━━ Record extracts

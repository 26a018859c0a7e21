//! 🚀 mvx-cli — the front door, the bouncer, the maitre d' of mailvex.
//!
//! 🎬 *[narrator voice]* "It all started with a simple main() function..."
//! 📦 This binary crate is the thin CLI wrapper that parses arguments,
//! loads config, sets up logging, and then lets the real code do the heavy
//! lifting. Like a manager. 🦆
//!
//! Two jobs, two subcommands:
//! - `run`    — the long-running ingestion daemon (also the default)
//! - `status` — a read-only peek at the ledger's progress rollups

use std::path::{Path, PathBuf};

use anyhow::{Context, Result};
use clap::{Parser, Subcommand};
use comfy_table::{Cell, CellAlignment, ContentArrangement, Table, presets::NOTHING};
use tracing::error;
use tracing_subscriber::EnvFilter;

/// 📬 mailvex — batch mail ingestion into a multi-tenant vector store.
#[derive(Debug, Parser)]
#[command(name = "mvx", version, about)]
struct Cli {
    #[command(subcommand)]
    command: Option<Command>,
}

#[derive(Debug, Subcommand)]
enum Command {
    /// 🚀 Run the ingestion pipeline until interrupted or terminated.
    Run {
        /// Path to the YAML config file.
        #[arg(default_value = "mvx.yaml")]
        config: PathBuf,
    },
    /// 📊 Render the ledger's progress rollups and leave quietly.
    Status {
        /// Path to the YAML config file.
        #[arg(default_value = "mvx.yaml")]
        config: PathBuf,
    },
}

/// 🚀 main() — where it all begins. The genesis. The big bang.
/// The "I pressed Enter and held my breath" moment.
///
/// 🔧 Steps:
/// 1. Parse args (clap does the arguing for us)
/// 2. Load config (the moment of truth)
/// 3. Init tracing (seeded by logging.level; RUST_LOG still outranks it)
/// 4. Run the thing (send it and pray 🙏)
/// 5. Handle errors (cry, but structured)
#[tokio::main]
async fn main() -> Result<()> {
    let cli = Cli::parse();
    let command = cli.command.unwrap_or(Command::Run {
        config: PathBuf::from("mvx.yaml"), // 🔧 default: the ol' reliable
    });

    let config_path = match &command {
        Command::Run { config } | Command::Status { config } => config.clone(),
    };

    // 🔒 Validate the config file exists before we get too emotionally attached.
    let config_file = validated_config_path(&config_path)?;
    let app_config = mvx::app_config::load_config(config_file)
        .context("💀 Couldn't load the config file. Take a look at it, make sure the YAML is valid and every required section is present. Make sure you didn't forget something obvious, dumas")?;

    // 📡 Set up tracing — because println! debugging is a lifestyle choice
    // we're trying to move past, like flip phones and cargo shorts.
    // RUST_LOG wins when set; the config's logging.level is the default.
    let filter = EnvFilter::try_from_default_env()
        .unwrap_or_else(|_| EnvFilter::new(&app_config.logging.level));
    tracing_subscriber::fmt().with_env_filter(filter).init();

    let result = match command {
        // 🚀 SEND IT. No take-backs. Runs until a signal says otherwise.
        Command::Run { .. } => mvx::run(app_config).await,
        Command::Status { .. } => mvx::status(&app_config).map(render_status),
    };

    // 💀 Error handling: the part where we find out what went wrong
    // and print it in a way that's helpful at 3am.
    if let Err(err) = result {
        error!("💀 error: {}", err);
        // -- 🧅 peel the onion of sadness, one tear-jerking layer at a time
        let mut the_vibes_are_giving_connection_issues = false;
        for cause in err.chain().skip(1) {
            error!("⚠️  cause: {}", cause);
            // -- 🕵️ sniff the cause like a truffle pig hunting for connection problems
            let cause_str = cause.to_string();
            if cause_str.contains("error sending request")
                || cause_str.contains("connection refused")
                || cause_str.contains("Connection refused")
                || cause_str.contains("tcp connect error")
                || cause_str.contains("dns error")
            {
                the_vibes_are_giving_connection_issues = true;
            }
        }

        // -- 📡 if it smells like a connection problem, it's probably a connection problem
        if the_vibes_are_giving_connection_issues {
            error!(
                "🔧 hint: looks like a service isn't reachable. \
                Double-check that Weaviate is actually running at the configured host. \
                If you're using Docker, try: `docker ps` to see what's up, or \
                `docker compose up -d` to resurrect it. \
                Even vector stores need a nudge sometimes. ☕"
            );
        }

        // 🗑️ Exit with prejudice. Process exitus maximus.
        std::process::exit(1);
    }

    // ✅ If we got here, everything worked. Pop the champagne. 🍾
    Ok(())
}

/// 🔒 Check the config file exists; `None` means "env vars only", which is a
/// legitimate lifestyle for containerized deployments.
fn validated_config_path(config_file: &Path) -> Result<Option<&Path>> {
    let exists = config_file.try_exists().context(format!(
        "💀 Configuration file may not exist, couldn't even check. Maybe it's an issue with pwd/cwd and relative paths — use an absolute path, to be absolutely certain. Was checking here: '{}'",
        config_file.display()
    ))?;
    Ok(if exists { Some(config_file) } else { None })
}

/// 📊 Print the status snapshot as tables a human can actually read.
/// Read-only, point-in-time, and gone before the pipeline notices.
fn render_status(snapshot: mvx::StatusSnapshot) {
    let mut domain_table = Table::new();
    domain_table
        .load_preset(NOTHING)
        .set_content_arrangement(ContentArrangement::Dynamic)
        .set_header(vec!["DOMAIN", "TOTAL", "COMPLETED", "SUCCEEDED", "FAILED"]);
    for domain in &snapshot.domains {
        domain_table.add_row(vec![
            Cell::new(&domain.domain),
            Cell::new(domain.total).set_alignment(CellAlignment::Right),
            Cell::new(domain.completed).set_alignment(CellAlignment::Right),
            Cell::new(domain.succeeded).set_alignment(CellAlignment::Right),
            Cell::new(domain.completed - domain.succeeded).set_alignment(CellAlignment::Right),
        ]);
    }

    let mut user_table = Table::new();
    user_table
        .load_preset(NOTHING)
        .set_content_arrangement(ContentArrangement::Dynamic)
        .set_header(vec!["USER", "TOTAL", "COMPLETED", "SUCCEEDED", "FAILED"]);
    for user in &snapshot.users {
        user_table.add_row(vec![
            Cell::new(&user.user_id),
            Cell::new(user.total).set_alignment(CellAlignment::Right),
            Cell::new(user.completed).set_alignment(CellAlignment::Right),
            Cell::new(user.succeeded).set_alignment(CellAlignment::Right),
            Cell::new(user.completed - user.succeeded).set_alignment(CellAlignment::Right),
        ]);
    }

    // 🖨️ println!, not tracing — this is the OUTPUT of the status tool,
    // not diagnostics about it.
    println!("📊 per-domain ingestion status\n{domain_table}\n");
    println!("👤 per-user ingestion status\n{user_table}\n");
    match &snapshot.latest_completion {
        Some(latest) => println!("⏰ newest ingested mail was received at: {latest}"),
        None => println!("⏰ nothing has completed yet — the ledger is all potential"),
    }
}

━━━━

#### Exercise requirements
In which lines of the records does the word "only" appear? Copy each of them.

#### Output
//! - `status` — a read-only peek at the ledger's progress rollups
/// 🔒 Check the config file exists; `None` means "env vars only", which is a
/// Read-only, point-in-time, and gone before the pipeline notices.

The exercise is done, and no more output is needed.